In der Schweiz erkranken jährlich etwa 260 Frauen neu an Gebärmutterhalskrebs – um die 70 erliegen der Krankheit (Stand: 2022).
Die Screenings:
Dank einem Screening lassen sich Gewebeveränderungen am Gebärmutterhals frühzeitig erkennen und Krebserkrankungen verhindern oder frühzeitig behandeln.
Zur Früherkennung von Gebärmutterhalskrebs gibt es zwei Screenings, die auf einem regelmässig entnommenen Gebärmutterhalsabstrich beruhen:
- Pap-Test: Der Abstrich wird auf Zellveränderung untersucht, weshalb er auch zytologischer Abstrich genannt wird. Dieses Screening kommt in der Schweiz am Häufigsten zum Einsatz.

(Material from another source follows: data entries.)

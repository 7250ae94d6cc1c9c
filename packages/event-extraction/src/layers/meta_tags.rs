//! Metadata-tag layer: social-sharing and standard document metadata.
//!
//! Tag families are tried in priority order: social-sharing tags first,
//! secondary social tags next, generic document metadata after that, and
//! the document title as a last resort.

use async_trait::async_trait;
use tracing::debug;

use crate::error::LayerResult;
use crate::traits::Document;
use crate::types::{Coordinates, LayerId, LayerOutput, Scored};

use super::text_patterns::normalize_datetime;
use super::Layer;

const OG_CONFIDENCE: u8 = 85;
const TWITTER_CONFIDENCE: u8 = 75;
const GENERIC_CONFIDENCE: u8 = 65;
const TITLE_TAG_CONFIDENCE: u8 = 60;
const EVENT_TAG_CONFIDENCE: u8 = 80;

/// Layer 2: document metadata tags.
#[derive(Debug, Default)]
pub struct MetaTagsLayer;

impl MetaTagsLayer {
    pub fn new() -> Self {
        Self
    }

    /// First non-empty value among keys, with that key's confidence.
    async fn first_meta(
        &self,
        doc: &dyn Document,
        keys: &[(&str, u8)],
    ) -> LayerResult<Option<Scored<String>>> {
        for (key, conf) in keys {
            if let Some(value) = doc.meta(key).await? {
                let trimmed = value.trim();
                if !trimmed.is_empty() {
                    return Ok(Some(Scored::new(trimmed.to_string(), *conf)));
                }
            }
        }
        Ok(None)
    }
}

#[async_trait]
impl Layer for MetaTagsLayer {
    fn id(&self) -> LayerId {
        LayerId::MetaTags
    }

    async fn extract(&self, doc: &dyn Document) -> LayerResult<LayerOutput> {
        let mut out = LayerOutput::empty(self.id());

        out.title = self
            .first_meta(
                doc,
                &[
                    ("og:title", OG_CONFIDENCE),
                    ("twitter:title", TWITTER_CONFIDENCE),
                ],
            )
            .await?;
        if out.title.is_none() {
            if let Some(title) = doc.title().await? {
                let trimmed = title.trim();
                if !trimmed.is_empty() {
                    out.title = Some(Scored::new(trimmed.to_string(), TITLE_TAG_CONFIDENCE));
                }
            }
        }

        out.description = self
            .first_meta(
                doc,
                &[
                    ("og:description", OG_CONFIDENCE),
                    ("twitter:description", TWITTER_CONFIDENCE),
                    ("description", GENERIC_CONFIDENCE),
                ],
            )
            .await?;

        // Every distinct image tag contributes; og first
        let mut images = Vec::new();
        for key in ["og:image", "og:image:secure_url", "twitter:image"] {
            if let Some(value) = doc.meta(key).await? {
                let trimmed = value.trim().to_string();
                if !trimmed.is_empty() && !images.contains(&trimmed) {
                    images.push(trimmed);
                }
            }
        }
        if !images.is_empty() {
            out.image_urls = Some(Scored::new(images, OG_CONFIDENCE));
        }

        if let Some(start) = self
            .first_meta(
                doc,
                &[
                    ("event:start_time", EVENT_TAG_CONFIDENCE),
                    ("og:start_time", EVENT_TAG_CONFIDENCE),
                ],
            )
            .await?
        {
            if let Some((date, time)) = normalize_datetime(&start.value) {
                out.date = Some(Scored::new(date, start.confidence));
                if let Some(time) = time {
                    out.start_time = Some(Scored::new(time, start.confidence));
                }
            }
        }
        if let Some(end) = self
            .first_meta(
                doc,
                &[
                    ("event:end_time", EVENT_TAG_CONFIDENCE),
                    ("og:end_time", EVENT_TAG_CONFIDENCE),
                ],
            )
            .await?
        {
            if let Some((date, time)) = normalize_datetime(&end.value) {
                out.end_date = Some(Scored::new(date, end.confidence));
                if let Some(time) = time {
                    out.end_time = Some(Scored::new(time, end.confidence));
                }
            }
        }

        // Paired geo tags combine into one coordinate field; an unpaired
        // half is dropped
        let lat = doc.meta("place:location:latitude").await?;
        let lng = doc.meta("place:location:longitude").await?;
        if let (Some(lat), Some(lng)) = (
            lat.and_then(|v| v.trim().parse::<f64>().ok()),
            lng.and_then(|v| v.trim().parse::<f64>().ok()),
        ) {
            out.coordinates = Some(Scored::new(
                Coordinates::new(lat, lng),
                EVENT_TAG_CONFIDENCE,
            ));
        }

        debug!(fields = out.present_fields().len(), "meta tag scan complete");
        Ok(out)
    }
}
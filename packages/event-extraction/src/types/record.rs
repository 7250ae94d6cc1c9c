//! Merged and validated record types.

use serde::{Deserialize, Serialize};

use super::field::{Coordinates, Field, Organizer};

/// The merged field values for one document, before business-rule
/// validation.
///
/// Every field is optional: a field is present here only if at least one
/// layer reported it.
#[derive(Debug, Clone, Default, PartialEq, Serialize, Deserialize)]
pub struct MergedRecord {
    pub title: Option<String>,
    pub description: Option<String>,
    pub venue: Option<String>,
    pub address: Option<String>,
    pub date: Option<String>,
    pub end_date: Option<String>,
    pub start_time: Option<String>,
    pub end_time: Option<String>,
    pub price: Option<f64>,
    pub free: Option<bool>,
    pub sold_out: Option<bool>,
    pub categories: Option<Vec<String>>,
    pub coordinates: Option<Coordinates>,
    pub image_urls: Option<Vec<String>>,
    pub tickets_link: Option<String>,
    pub phone: Option<String>,
    pub email: Option<String>,
    pub organizer: Option<Organizer>,
}

impl MergedRecord {
    /// Fields populated in this record.
    pub fn present_fields(&self) -> Vec<Field> {
        let mut out = Vec::new();
        let mut push = |field: Field, present: bool| {
            if present {
                out.push(field);
            }
        };
        push(Field::Title, self.title.is_some());
        push(Field::Description, self.description.is_some());
        push(Field::Venue, self.venue.is_some());
        push(Field::Address, self.address.is_some());
        push(Field::Date, self.date.is_some());
        push(Field::EndDate, self.end_date.is_some());
        push(Field::StartTime, self.start_time.is_some());
        push(Field::EndTime, self.end_time.is_some());
        push(Field::Price, self.price.is_some());
        push(Field::Free, self.free.is_some());
        push(Field::SoldOut, self.sold_out.is_some());
        push(Field::Categories, self.categories.is_some());
        push(Field::Coordinates, self.coordinates.is_some());
        push(Field::ImageUrls, self.image_urls.is_some());
        push(Field::TicketsLink, self.tickets_link.is_some());
        push(Field::Phone, self.phone.is_some());
        push(Field::Email, self.email.is_some());
        push(Field::Organizer, self.organizer.is_some());
        out
    }

    /// Whether no layer reported anything.
    pub fn is_empty(&self) -> bool {
        self.present_fields().is_empty()
    }
}

/// The validated output record consumed by the storage collaborator.
///
/// Required string fields are never empty and `address` always contains
/// a comma; the validator guarantees both.
#[derive(Debug, Clone, PartialEq, Serialize, Deserialize)]
#[serde(rename_all = "camelCase")]
pub struct EventRecord {
    pub title: String,
    pub description: String,
    pub venue: String,
    pub address: String,

    /// ISO-8601 date or datetime
    pub date: String,

    /// "HH:MM:SS"
    pub start_time: String,

    #[serde(skip_serializing_if = "Option::is_none")]
    pub end_time: Option<String>,

    /// 1 to 2 entries, all from the category whitelist
    pub categories: Vec<String>,

    pub free: bool,
    pub sold_out: bool,
    pub hidden: bool,

    #[serde(skip_serializing_if = "Option::is_none")]
    pub image_url: Option<String>,

    pub image_urls: Vec<String>,

    #[serde(skip_serializing_if = "Option::is_none")]
    pub tickets_link: Option<String>,

    #[serde(skip_serializing_if = "Option::is_none")]
    pub phone: Option<String>,

    #[serde(skip_serializing_if = "Option::is_none")]
    pub email: Option<String>,

    #[serde(skip_serializing_if = "Option::is_none")]
    pub coordinates: Option<Coordinates>,

    #[serde(skip_serializing_if = "Option::is_none")]
    pub organizer: Option<Organizer>,
}

/// Outcome of business-rule validation.
///
/// A violation is surfaced here, never thrown: a degraded record is
/// still returned to the caller.
#[derive(Debug, Clone, Default, PartialEq, Serialize, Deserialize)]
pub struct ValidationOutcome {
    pub is_valid: bool,
    pub errors: Vec<String>,
    pub warnings: Vec<String>,
}

impl ValidationOutcome {
    /// A passing outcome with no findings.
    pub fn valid() -> Self {
        Self {
            is_valid: true,
            errors: Vec::new(),
            warnings: Vec::new(),
        }
    }

    /// Record a warning.
    pub fn warn(&mut self, message: impl Into<String>) {
        self.warnings.push(message.into());
    }

    /// Record an error and mark the outcome invalid.
    pub fn fail(&mut self, message: impl Into<String>) {
        self.errors.push(message.into());
        self.is_valid = false;
    }
}
//! Text recognition trait for the conditional image-text layer.

use async_trait::async_trait;
use std::collections::HashMap;

use crate::error::RecognizerResult;

/// Text recognized from one image, plus whatever metadata the backend
/// exposes.
#[derive(Debug, Clone, Default)]
pub struct Recognition {
    /// Recognized text, line breaks preserved
    pub text: String,

    /// Backend-reported confidence in 0.0 to 1.0, if any
    pub confidence: Option<f32>,

    /// Backend-specific metadata (engine name, language, timings)
    pub metadata: HashMap<String, String>,
}

impl Recognition {
    /// Create a recognition result with text only.
    pub fn new(text: impl Into<String>) -> Self {
        Self {
            text: text.into(),
            ..Default::default()
        }
    }

    /// Set the backend confidence.
    pub fn with_confidence(mut self, confidence: f32) -> Self {
        self.confidence = Some(confidence.clamp(0.0, 1.0));
        self
    }

    /// Add a metadata key-value pair.
    pub fn with_metadata(mut self, key: impl Into<String>, value: impl Into<String>) -> Self {
        self.metadata.insert(key.into(), value.into());
        self
    }

    /// Check whether any text was recognized.
    pub fn has_text(&self) -> bool {
        !self.text.trim().is_empty()
    }
}

/// Optical text recognition over image bytes.
///
/// Invoked only by the conditional layer, only when the cheaper layers
/// leave overall confidence below the trigger threshold.
#[cfg_attr(test, mockall::automock)]
#[async_trait]
pub trait TextRecognizer: Send + Sync {
    /// Recognize text in one image.
    async fn recognize(&self, image: &[u8]) -> RecognizerResult<Recognition>;

    /// Backend name for logging.
    fn name(&self) -> &str {
        "unknown"
    }
}

/// A recognizer that never recognizes anything.
///
/// Useful when image-text recognition is disabled but the pipeline type
/// still needs a recognizer.
#[derive(Debug, Clone, Copy, Default)]
pub struct NoopRecognizer;

#[async_trait]
impl TextRecognizer for NoopRecognizer {
    async fn recognize(&self, _image: &[u8]) -> RecognizerResult<Recognition> {
        Ok(Recognition::default())
    }

    fn name(&self) -> &str {
        "noop"
    }
}
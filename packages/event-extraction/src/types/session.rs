//! Extraction session aggregate and the public result type.

use indexmap::IndexMap;
use serde::{Deserialize, Serialize};
use uuid::Uuid;

use super::field::{Confidence, Field};
use super::layer::{LayerId, LayerOutput};
use super::record::{EventRecord, MergedRecord, ValidationOutcome};

/// Progress of one extraction session.
///
/// Advances strictly forward; `Done` is reached even when every layer
/// fails.
#[derive(Debug, Clone, Copy, PartialEq, Eq, Serialize, Deserialize)]
pub enum SessionState {
    Init,
    RunningParallel,
    RunningSequential,
    PreliminaryMerge,
    ConditionalDecision,
    RunningConditional,
    ConditionalSkipped,
    FinalMerge,
    Scoring,
    Validating,
    Done,
}

impl SessionState {
    pub fn as_str(self) -> &'static str {
        match self {
            SessionState::Init => "init",
            SessionState::RunningParallel => "running-parallel",
            SessionState::RunningSequential => "running-sequential",
            SessionState::PreliminaryMerge => "preliminary-merge",
            SessionState::ConditionalDecision => "conditional-decision",
            SessionState::RunningConditional => "running-conditional",
            SessionState::ConditionalSkipped => "conditional-skipped",
            SessionState::FinalMerge => "final-merge",
            SessionState::Scoring => "scoring",
            SessionState::Validating => "validating",
            SessionState::Done => "done",
        }
    }
}

impl std::fmt::Display for SessionState {
    fn fmt(&self, f: &mut std::fmt::Formatter<'_>) -> std::fmt::Result {
        f.write_str(self.as_str())
    }
}

/// How a field's final value was chosen.
#[derive(Debug, Clone, Copy, PartialEq, Eq, Serialize, Deserialize)]
pub enum MergeStrategy {
    /// Single highest-confidence contributor won
    HighestConfidence,

    /// Entries from all contributors were unioned
    CollectionUnion,

    /// Winner's struct, gaps filled from lower-ranked contributors
    GapFill,
}

/// Transient record of which layers contributed a field's winning value.
///
/// Consumed by the confidence calculator; not persisted beyond the
/// session.
#[derive(Debug, Clone, PartialEq, Serialize, Deserialize)]
pub struct MergeDecision {
    pub field: Field,

    /// Layers whose value matches the merged value, in priority order
    pub winners: Vec<LayerId>,

    pub strategy: MergeStrategy,
}

/// The aggregate for one document's extraction.
///
/// Created at the start of `extract()`, mutated only by the
/// orchestrator as stages complete, terminal once validation finishes.
#[derive(Debug)]
pub struct ExtractionSession {
    pub id: Uuid,
    pub url: String,
    pub state: SessionState,

    /// Collected layer outputs, in execution order
    pub outputs: Vec<LayerOutput>,

    pub merged: MergedRecord,
    pub decisions: Vec<MergeDecision>,
    pub confidence: IndexMap<Field, Confidence>,
    pub overall: Confidence,
    pub validation: ValidationOutcome,
}

impl ExtractionSession {
    /// Start a session for a document URL.
    pub fn new(url: impl Into<String>) -> Self {
        Self {
            id: Uuid::new_v4(),
            url: url.into(),
            state: SessionState::Init,
            outputs: Vec::new(),
            merged: MergedRecord::default(),
            decisions: Vec::new(),
            confidence: IndexMap::new(),
            overall: Confidence::MIN,
            validation: ValidationOutcome::default(),
        }
    }

    /// Advance to the next stage.
    pub fn advance(&mut self, state: SessionState) {
        tracing::debug!(session = %self.id, from = %self.state, to = %state, "session advanced");
        self.state = state;
    }

    /// Record one layer's output.
    pub fn record(&mut self, output: LayerOutput) {
        self.outputs.push(output);
    }

    /// Layers invoked so far, in execution order.
    pub fn layers_used(&self) -> Vec<LayerId> {
        self.outputs.iter().map(|o| o.layer).collect()
    }

    /// Whether every invoked layer failed.
    pub fn all_failed(&self) -> bool {
        !self.outputs.is_empty() && self.outputs.iter().all(|o| o.is_failed())
    }
}

/// The result of one `extract()` call.
#[derive(Debug, Clone, Serialize, Deserialize)]
#[serde(rename_all = "camelCase")]
pub struct ExtractionResult {
    pub session_id: Uuid,
    pub url: String,

    /// The validated (or assembled) output record
    pub record: EventRecord,

    /// Final per-field confidence
    pub confidence: IndexMap<Field, Confidence>,

    pub overall_confidence: Confidence,

    /// Layers invoked for this session, in execution order
    pub layers_used: Vec<LayerId>,

    pub validation: ValidationOutcome,
}

impl ExtractionResult {
    /// Confidence for one field, if it was scored.
    pub fn field_confidence(&self, field: Field) -> Option<Confidence> {
        self.confidence.get(&field).copied()
    }

    /// Whether a layer ran during this session.
    pub fn used_layer(&self, layer: LayerId) -> bool {
        self.layers_used.contains(&layer)
    }
}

- HPV-Test: Der Abstrich wird auf Humane Papillomaviren (HPV) untersucht. Ziel ist es, Hochrisiko-HPV-Viren auszumachen. Sie erhöhen die Gefahr für Gebärmutterhalskrebs. In der Schweiz hat er sich noch nicht als Routinetest durchgesetzt.
Die Kostenübernahme:
Bei jedem dritten Besuch werden dementsprechend Franchise und Selbstbehalt der Grundversicherung fällig. Wird bei der Untersuchung eine Erkrankung diagnostiziert, wird ebenfalls über die Grundversicherung abgerechnet.
Die Zusatzversicherung übernimmt in der Regel zwischen 80 und 90 Prozent der Kosten, je nach Versicherungsmodell. Positiv dabei: Einige Versicherer verrechnen die gynäkologische Voruntersuchung nicht mit der Jahresfranchise.